RECORDS FOR PROCESSING: Begin
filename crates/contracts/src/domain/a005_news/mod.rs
pub mod aggregate;
pub mod filter;

pub use aggregate::{News, NewsDto, NewsPatch};
pub use filter::NewsFilter;
use contracts::domain::a004_news_category::{NewsCategory, NewsCategoryDto};

use crate::shared::api::{self, ApiError, CreatedResponse};

pub async fn fetch_categories() -> Result<Vec<NewsCategory>, ApiError> {
    api::get_json("/api/news-categories").await
}

pub async fn save_category(dto: &NewsCategoryDto) -> Result<String, ApiError> {
    match &dto.id {
        Some(id) => {
            api::put_json(&format!("/api/news-categories/{}", id), dto).await?;
            Ok(id.clone())
        }
        None => {
            let created: CreatedResponse = api::post_json("/api/news-categories", dto).await?;
            Ok(created.id)
        }
    }
}

pub async fn delete_category(id: &str) -> Result<(), ApiError> {
    api::delete(&format!("/api/news-categories/{}", id)).await
}
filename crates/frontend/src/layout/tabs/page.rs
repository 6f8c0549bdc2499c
//! Контейнер вкладки админки.
//!
//! Контент рендерится при открытии и живёт до закрытия вкладки; неактивная
//! вкладка только скрыта, так что фильтры, сортировка и страница списка не теряются.

use super::registry::render_tab_content;
use crate::layout::global_context::{AppGlobalContext, Tab};
use leptos::logging::log;
use leptos::prelude::*;

#[component]
pub fn TabPage(tab: Tab, tabs_store: AppGlobalContext) -> impl IntoView {
    let key = tab.key;

    let active = {
        let key = key.clone();
        Memo::new(move |_| tabs_store.active.with(|a| a.as_deref() == Some(key.as_str())))
    };

    log!("tab opened: {}", key);
    {
        let key = key.clone();
        on_cleanup(move || log!("tab closed: {}", key));
    }

    let content = render_tab_content(&key, tabs_store);

    view! {
        <div class="tabs__item" class:tabs__item--hidden=move || !active.get() data-tab-key=key>
            {content}
        </div>
    }
}
use crate::enums::NewsStatus;
use crate::shared::text::{contains_ci, contains_ci_opt};

use super::aggregate::News;

#[derive(Debug, Clone, Default, PartialEq)]
pub struct NewsFilter {
    pub query: String,
    pub category_id: Option<String>,
    pub status: Option<NewsStatus>,
    pub featured_only: bool,
}

impl NewsFilter {
    pub fn active_count(&self) -> usize {
        [
            !self.query.trim().is_empty(),
            self.category_id.is_some(),
            self.status.is_some(),
            self.featured_only,
        ]
        .iter()
        .filter(|b| **b)
        .count()
    }
}

impl News {
    pub fn matches(&self, filter: &NewsFilter) -> bool {
        if let Some(category_id) = &filter.category_id {
            if self.category_id.as_ref() != Some(category_id) {
                return false;
            }
        }
        if let Some(status) = filter.status {
            if self.status != status {
                return false;
            }
        }
        if filter.featured_only && !self.is_featured {
            return false;
        }
        let q = filter.query.as_str();
        contains_ci(&self.title, q)
            || contains_ci(&self.slug, q)
            || contains_ci_opt(self.summary.as_deref(), q)
            || contains_ci_opt(self.author.as_deref(), q)
            || self.tags.iter().any(|t| contains_ci(t, q))
    }
}

/// Последние опубликованные новости площадки (для виджета «Новости»)
pub fn latest_for_venue<'a>(news: &'a [News], venue_id: &str, limit: usize) -> Vec<&'a News> {
    let mut items: Vec<&News> = news
        .iter()
        .filter(|n| n.is_published())
        .filter(|n| n.venue_id.as_deref() == Some(venue_id))
        .collect();
    items.sort_by(|a, b| b.display_date().cmp(a.display_date()));
    items.truncate(limit);
    items
}

#[cfg(test)]
mod tests {
    use super::*;

    fn news(id: &str, title: &str, status: NewsStatus, date: &str) -> News {
        News {
            id: id.into(),
            title: title.into(),
            slug: id.into(),
            status,
            published_at: Some(date.into()),
            venue_id: Some("v1".into()),
            ..Default::default()
        }
    }

    #[test]
    fn test_filter_by_status_category_and_tags() {
        let mut a = news("a", "Открытие", NewsStatus::Published, "2025-01-01");
        a.category_id = Some("c1".into());
        a.tags = vec!["tennis".into()];
        let b = news("b", "Ремонт", NewsStatus::Draft, "2025-01-02");

        let f = NewsFilter {
            query: "TENN".into(),
            ..Default::default()
        };
        assert!(a.matches(&f));
        assert!(!b.matches(&f));

        let f = NewsFilter {
            category_id: Some("c1".into()),
            status: Some(NewsStatus::Published),
            ..Default::default()
        };
        assert!(a.matches(&f));
        assert!(!b.matches(&f));
        assert_eq!(f.active_count(), 2);

        let f = NewsFilter {
            featured_only: true,
            ..Default::default()
        };
        assert!(!a.matches(&f));
    }

    #[test]
    fn test_latest_for_venue_sorted_and_limited() {
        let mut items = vec![
            news("old", "Old", NewsStatus::Published, "2025-01-01"),
            news("new", "New", NewsStatus::Published, "2025-03-01"),
            news("mid", "Mid", NewsStatus::Published, "2025-02-01"),
            news("draft", "Draft", NewsStatus::Draft, "2025-04-01"),
        ];
        items[2].venue_id = Some("v2".into());
        let ids: Vec<_> = latest_for_venue(&items, "v1", 5).iter().map(|n| n.id.as_str()).collect();
        assert_eq!(ids, vec!["new", "old"]);
        assert_eq!(latest_for_venue(&items, "v1", 1).len(), 1);
    }
}
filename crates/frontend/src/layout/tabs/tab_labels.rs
//! Заголовки вкладок

use super::parse_detail_key;

/// Читаемый заголовок вкладки по ключу. Fallback: сам ключ не показываем, даём общий текст.
pub fn tab_label_for_key(key: &str) -> &'static str {
    match key {
        "a001_venue" => "Площадки",
        "a002_court" => "Корты",
        "a003_court_mapping" => "Схема кортов",
        "a004_news_category" => "Категории новостей",
        "a005_news" => "Новости",
        "sys_users" => "Пользователи",
        "sys_settings" => "Настройки",
        other => match parse_detail_key(other) {
            Some((entity, None)) => new_element_label(entity),
            Some((entity, Some(_))) => element_name(entity),
            None => "Раздел",
        },
    }
}

/// Название одного элемента сущности (для вкладок форм)
pub fn element_name(entity: &str) -> &'static str {
    match entity {
        "a002_court" => "Корт",
        "a003_court_mapping" => "Привязка корта",
        "a005_news" => "Новость",
        _ => "Запись",
    }
}

fn new_element_label(entity: &str) -> &'static str {
    match entity {
        "a002_court" => "Новый корт",
        "a003_court_mapping" => "Новая привязка",
        "a005_news" => "Новая новость",
        _ => "Новая запись",
    }
}

/// Заголовок вкладки формы: «<сущность> · <идентификатор>».
pub fn detail_tab_label(entity: &str, identifier: &str) -> String {
    format!("{} · {}", element_name(entity), identifier)
}

#[cfg(test)]
mod tests {
    use super::*;

    #[test]
    fn test_labels() {
        assert_eq!(tab_label_for_key("a002_court"), "Корты");
        assert_eq!(tab_label_for_key("a005_news_detail_new"), "Новая новость");
        assert_eq!(tab_label_for_key("a002_court_detail_c1"), "Корт");
        assert_eq!(tab_label_for_key("nope"), "Раздел");
        assert_eq!(detail_tab_label("a002_court", "Корт 1"), "Корт · Корт 1");
    }
}
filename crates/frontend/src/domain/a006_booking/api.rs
use contracts::domain::a006_booking::Booking;
use contracts::system::settings::BookingSettings;

use crate::shared::api::{self, ApiError};

pub async fn fetch_my_bookings() -> Result<Vec<Booking>, ApiError> {
    api::get_json("/api/bookings/my-bookings").await
}

/// Правила бронирования нужны ради окна отмены
pub async fn fetch_booking_rules() -> Result<BookingSettings, ApiError> {
    api::get_json("/api/settings/booking").await
}

pub async fn cancel_booking(id: &str) -> Result<(), ApiError> {
    api::patch_json(&format!("/api/bookings/{}/cancel", id), &serde_json::json!({})).await
}
use crate::shared::icons::icon;
use leptos::ev;
use leptos::prelude::*;
use std::sync::Arc;
use thaw::{Button, ButtonAppearance};

/// Модальное окно: закрывается по Escape, клику по подложке и кнопке ×
#[component]
pub fn Modal(
    /// Title of the modal
    #[prop(into)]
    title: Signal<String>,
    /// Callback when modal should close
    on_close: Callback<()>,
    /// Кнопки внизу окна (Сохранить, Отмена)
    #[prop(optional)]
    footer: Option<ChildrenFn>,
    /// Extra class for the modal surface
    #[prop(optional)]
    class: &'static str,
    /// Modal content
    children: Children,
) -> impl IntoView {
    let handle = window_event_listener(ev::keydown, move |event| {
        if event.key() == "Escape" {
            on_close.run(());
        }
    });
    on_cleanup(move || handle.remove());

    let modal_class = if class.is_empty() {
        "modal".to_string()
    } else {
        format!("modal {}", class)
    };

    view! {
        <div class="modal-overlay" on:click=move |_| on_close.run(())>
            <div class=modal_class on:click=|ev: ev::MouseEvent| ev.stop_propagation()>
                <div class="modal-header">
                    <h2 class="modal-title">{move || title.get()}</h2>
                    <button class="button button--icon modal__close" on:click=move |_| on_close.run(())>
                        {icon("x")}
                    </button>
                </div>
                <div class="modal-body">
                    {children()}
                </div>
                {footer.map(|f| view! { <div class="modal-footer">{f()}</div> })}
            </div>
        </div>
    }
}

/// Стандартный футер формы: Отмена / Сохранить, блокируется на время сохранения
pub fn form_footer(
    saving: ReadSignal<bool>,
    on_cancel: Callback<()>,
    on_save: Callback<()>,
) -> ChildrenFn {
    Arc::new(move || {
        view! {
            <Button
                appearance=ButtonAppearance::Secondary
                on_click=move |_| on_cancel.run(())
                disabled=Signal::derive(move || saving.get())
            >
                "Отмена"
            </Button>
            <Button
                appearance=ButtonAppearance::Primary
                on_click=move |_| on_save.run(())
                disabled=Signal::derive(move || saving.get())
            >
                {move || if saving.get() { "Сохранение..." } else { "Сохранить" }}
            </Button>
        }
        .into_any()
    })
}
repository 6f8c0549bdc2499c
pub mod list;
pub mod public;
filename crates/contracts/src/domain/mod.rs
pub mod a001_venue;
pub mod a002_court;
pub mod a003_court_mapping;
pub mod a004_news_category;
pub mod a005_news;
pub mod a006_booking;
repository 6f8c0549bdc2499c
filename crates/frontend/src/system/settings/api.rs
use contracts::system::settings::{BookingSettings, GeneralSettings};

use crate::shared::api::{self, ApiError};

pub async fn fetch_general() -> Result<GeneralSettings, ApiError> {
    api::get_json("/api/settings/general").await
}

pub async fn save_general(settings: &GeneralSettings) -> Result<(), ApiError> {
    api::put_json("/api/settings/general", settings).await
}

pub async fn fetch_booking() -> Result<BookingSettings, ApiError> {
    api::get_json("/api/settings/booking").await
}

pub async fn save_booking(settings: &BookingSettings) -> Result<(), ApiError> {
    api::put_json("/api/settings/booking", settings).await
}
use contracts::system::auth::LoginRequest;
use leptos::prelude::*;
use leptos::task::spawn_local;
use leptos_router::hooks::use_navigate;

use crate::shared::api::ApiError;
use crate::system::auth::context::{do_login, use_auth};

fn login_error_text(err: &ApiError) -> String {
    match err {
        ApiError::Unauthorized => "Неверный логин или пароль".to_string(),
        other => other.to_string(),
    }
}

#[component]
pub fn LoginPage() -> impl IntoView {
    let username = RwSignal::new(String::new());
    let password = RwSignal::new(String::new());
    let error = RwSignal::new(None::<String>);
    let busy = RwSignal::new(false);

    let (auth_state, set_auth_state) = use_auth();
    let navigate = use_navigate();

    // Вошедшего пользователя отправляем по его роли
    Effect::new(move |_| {
        if let Some(user) = auth_state.get().user_info {
            navigate(user.landing_route(), Default::default());
        }
    });

    let on_submit = move |ev: leptos::ev::SubmitEvent| {
        ev.prevent_default();
        if busy.get_untracked() {
            return;
        }

        let request = LoginRequest::new(&username.get_untracked(), password.get_untracked());
        if let Err(msg) = request.validate() {
            error.set(Some(msg));
            return;
        }

        busy.set(true);
        error.set(None);
        spawn_local(async move {
            let result = do_login(set_auth_state, request).await;
            busy.set(false);
            match result {
                // переход выполнит эффект выше
                Ok(_) => {}
                Err(e) => {
                    password.set(String::new());
                    error.set(Some(login_error_text(&e)));
                }
            }
        });
    };

    view! {
        <div class="login-container">
            <div class="login-box">
                <h1>"Court Booking"</h1>
                <h2>"Вход в систему"</h2>

                {move || error.get().map(|msg| view! { <div class="error-message">{msg}</div> })}

                <form on:submit=on_submit>
                    <div class="form-group">
                        <label for="username">"Логин"</label>
                        <input
                            type="text"
                            id="username"
                            autocomplete="username"
                            prop:value=move || username.get()
                            on:input=move |ev| username.set(event_target_value(&ev))
                            disabled=move || busy.get()
                        />
                    </div>

                    <div class="form-group">
                        <label for="password">"Пароль"</label>
                        <input
                            type="password"
                            id="password"
                            autocomplete="current-password"
                            prop:value=move || password.get()
                            on:input=move |ev| password.set(event_target_value(&ev))
                            disabled=move || busy.get()
                        />
                    </div>

                    <button type="submit" class="btn-primary" disabled=move || busy.get()>
                        {move || if busy.get() { "Вход..." } else { "Войти" }}
                    </button>
                </form>

                <a class="login-box__back" href="/">"← К площадкам"</a>
            </div>
        </div>
    }
}

#[cfg(test)]
mod tests {
    use super::*;

    #[test]
    fn test_login_error_text() {
        assert_eq!(login_error_text(&ApiError::Unauthorized), "Неверный логин или пароль");
        assert_eq!(
            login_error_text(&ApiError::Validation("Аккаунт заблокирован".into())),
            "Аккаунт заблокирован"
        );
    }
}
pub mod text;
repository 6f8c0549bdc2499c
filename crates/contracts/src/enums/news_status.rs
use serde::{Deserialize, Serialize};

/// Статус публикации новости
#[derive(Debug, Clone, Copy, PartialEq, Eq, Hash, Serialize, Deserialize, Default)]
#[serde(rename_all = "snake_case")]
pub enum NewsStatus {
    #[default]
    Draft,
    Published,
    Archived,
}

impl NewsStatus {
    pub fn code(&self) -> &'static str {
        match self {
            NewsStatus::Draft => "draft",
            NewsStatus::Published => "published",
            NewsStatus::Archived => "archived",
        }
    }

    pub fn display_name(&self) -> &'static str {
        match self {
            NewsStatus::Draft => "Черновик",
            NewsStatus::Published => "Опубликована",
            NewsStatus::Archived => "В архиве",
        }
    }

    pub fn badge_variant(&self) -> &'static str {
        match self {
            NewsStatus::Draft => "neutral",
            NewsStatus::Published => "success",
            NewsStatus::Archived => "warning",
        }
    }

    pub fn all() -> Vec<NewsStatus> {
        vec![NewsStatus::Draft, NewsStatus::Published, NewsStatus::Archived]
    }

    pub fn from_code(code: &str) -> Option<Self> {
        Self::all().into_iter().find(|s| s.code() == code)
    }
}
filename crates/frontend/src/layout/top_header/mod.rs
//! TopHeader: верхняя панель админки: меню, название, пользователь, выход.

use crate::layout::global_context::AppGlobalContext;
use crate::shared::icons::icon;
use crate::system::auth::context::{do_logout, use_auth};
use leptos::prelude::*;
use leptos_router::hooks::use_navigate;

#[component]
pub fn TopHeader() -> impl IntoView {
    let ctx = use_context::<AppGlobalContext>().expect("AppGlobalContext not found");
    let (auth_state, set_auth_state) = use_auth();
    let navigate = use_navigate();

    let logout = move |_| {
        do_logout(set_auth_state);
        navigate("/login", Default::default());
    };

    view! {
        <div class="top-header">
            <div class="top-header__brand">
                <button
                    class="top-header__icon-btn"
                    on:click=move |_| ctx.toggle_left()
                    title=move || if ctx.left_open.get() { "Скрыть навигацию" } else { "Показать навигацию" }
                >
                    {icon("filter")}
                </button>
                <span class="top-header__title">"Court Booking · Админка"</span>
            </div>

            <div class="top-header__actions">
                <a class="top-header__link" href="/my-bookings">
                    {icon("bookings")}
                    <span>"Мои бронирования"</span>
                </a>

                <div class="top-header__user">
                    {icon("users")}
                    <span>{move || auth_state.get().display_name()}</span>
                    {move || auth_state.get().user_info.map(|u| view! {
                        <span class="top-header__role">{u.role.display_name()}</span>
                    })}
                </div>

                <button class="top-header__icon-btn" on:click=logout title="Выход">
                    {icon("logout")}
                </button>
            </div>
        </div>
    }
}
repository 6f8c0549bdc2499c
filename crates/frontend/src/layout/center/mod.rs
pub mod center;
pub mod tabs;

pub use center::Center;
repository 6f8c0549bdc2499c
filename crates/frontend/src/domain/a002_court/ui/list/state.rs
use contracts::domain::a002_court::{Court, CourtFilter};
use leptos::prelude::*;

use crate::shared::prefs::load_list_prefs;

pub const LIST_ID: &str = "a002_court";

#[derive(Clone, Debug)]
pub struct CourtListState {
    pub items: Vec<Court>,
    pub filter: CourtFilter,
    pub sort_field: String,
    pub sort_ascending: bool,
    pub page: usize,
    pub page_size: usize,
    pub total_count: usize,
    pub total_pages: usize,
    pub is_loaded: bool,
}

impl Default for CourtListState {
    fn default() -> Self {
        Self {
            items: Vec::new(),
            filter: CourtFilter::default(),
            sort_field: "name".to_string(),
            sort_ascending: true,
            page: 0,
            page_size: 25,
            total_count: 0,
            total_pages: 1,
            is_loaded: false,
        }
    }
}

pub fn create_state() -> RwSignal<CourtListState> {
    let prefs = load_list_prefs(LIST_ID);
    RwSignal::new(CourtListState {
        page_size: prefs.page_size,
        sort_field: prefs.sort_field.unwrap_or_else(|| "name".to_string()),
        sort_ascending: prefs.sort_ascending,
        ..Default::default()
    })
}
use crate::layout::global_context::AppGlobalContext;
use crate::routes::routes::AppRoutes;
use crate::shared::toast::{ToastHost, ToastService};
use crate::system::auth::context::AuthProvider;
use leptos::prelude::*;

#[component]
pub fn App() -> impl IntoView {
    // Provide the AppGlobalContext store to the whole app via context.
    provide_context(AppGlobalContext::new());
    provide_context(ToastService::new());

    view! {
        <AuthProvider>
            <AppRoutes />
            <ToastHost />
        </AuthProvider>
    }
}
RECORDS FOR PROCESSING: End
*WHAT YOU WILL DO*. Starting with the line that contains "app via context.", output every line through the end of the listing above, unchanged.

*TASK OUTPUT*.
    // Provide the AppGlobalContext store to the whole app via context.
    provide_context(AppGlobalContext::new());
    provide_context(ToastService::new());

    view! {
        <AuthProvider>
            <AppRoutes />
            <ToastHost />
        </AuthProvider>
    }
}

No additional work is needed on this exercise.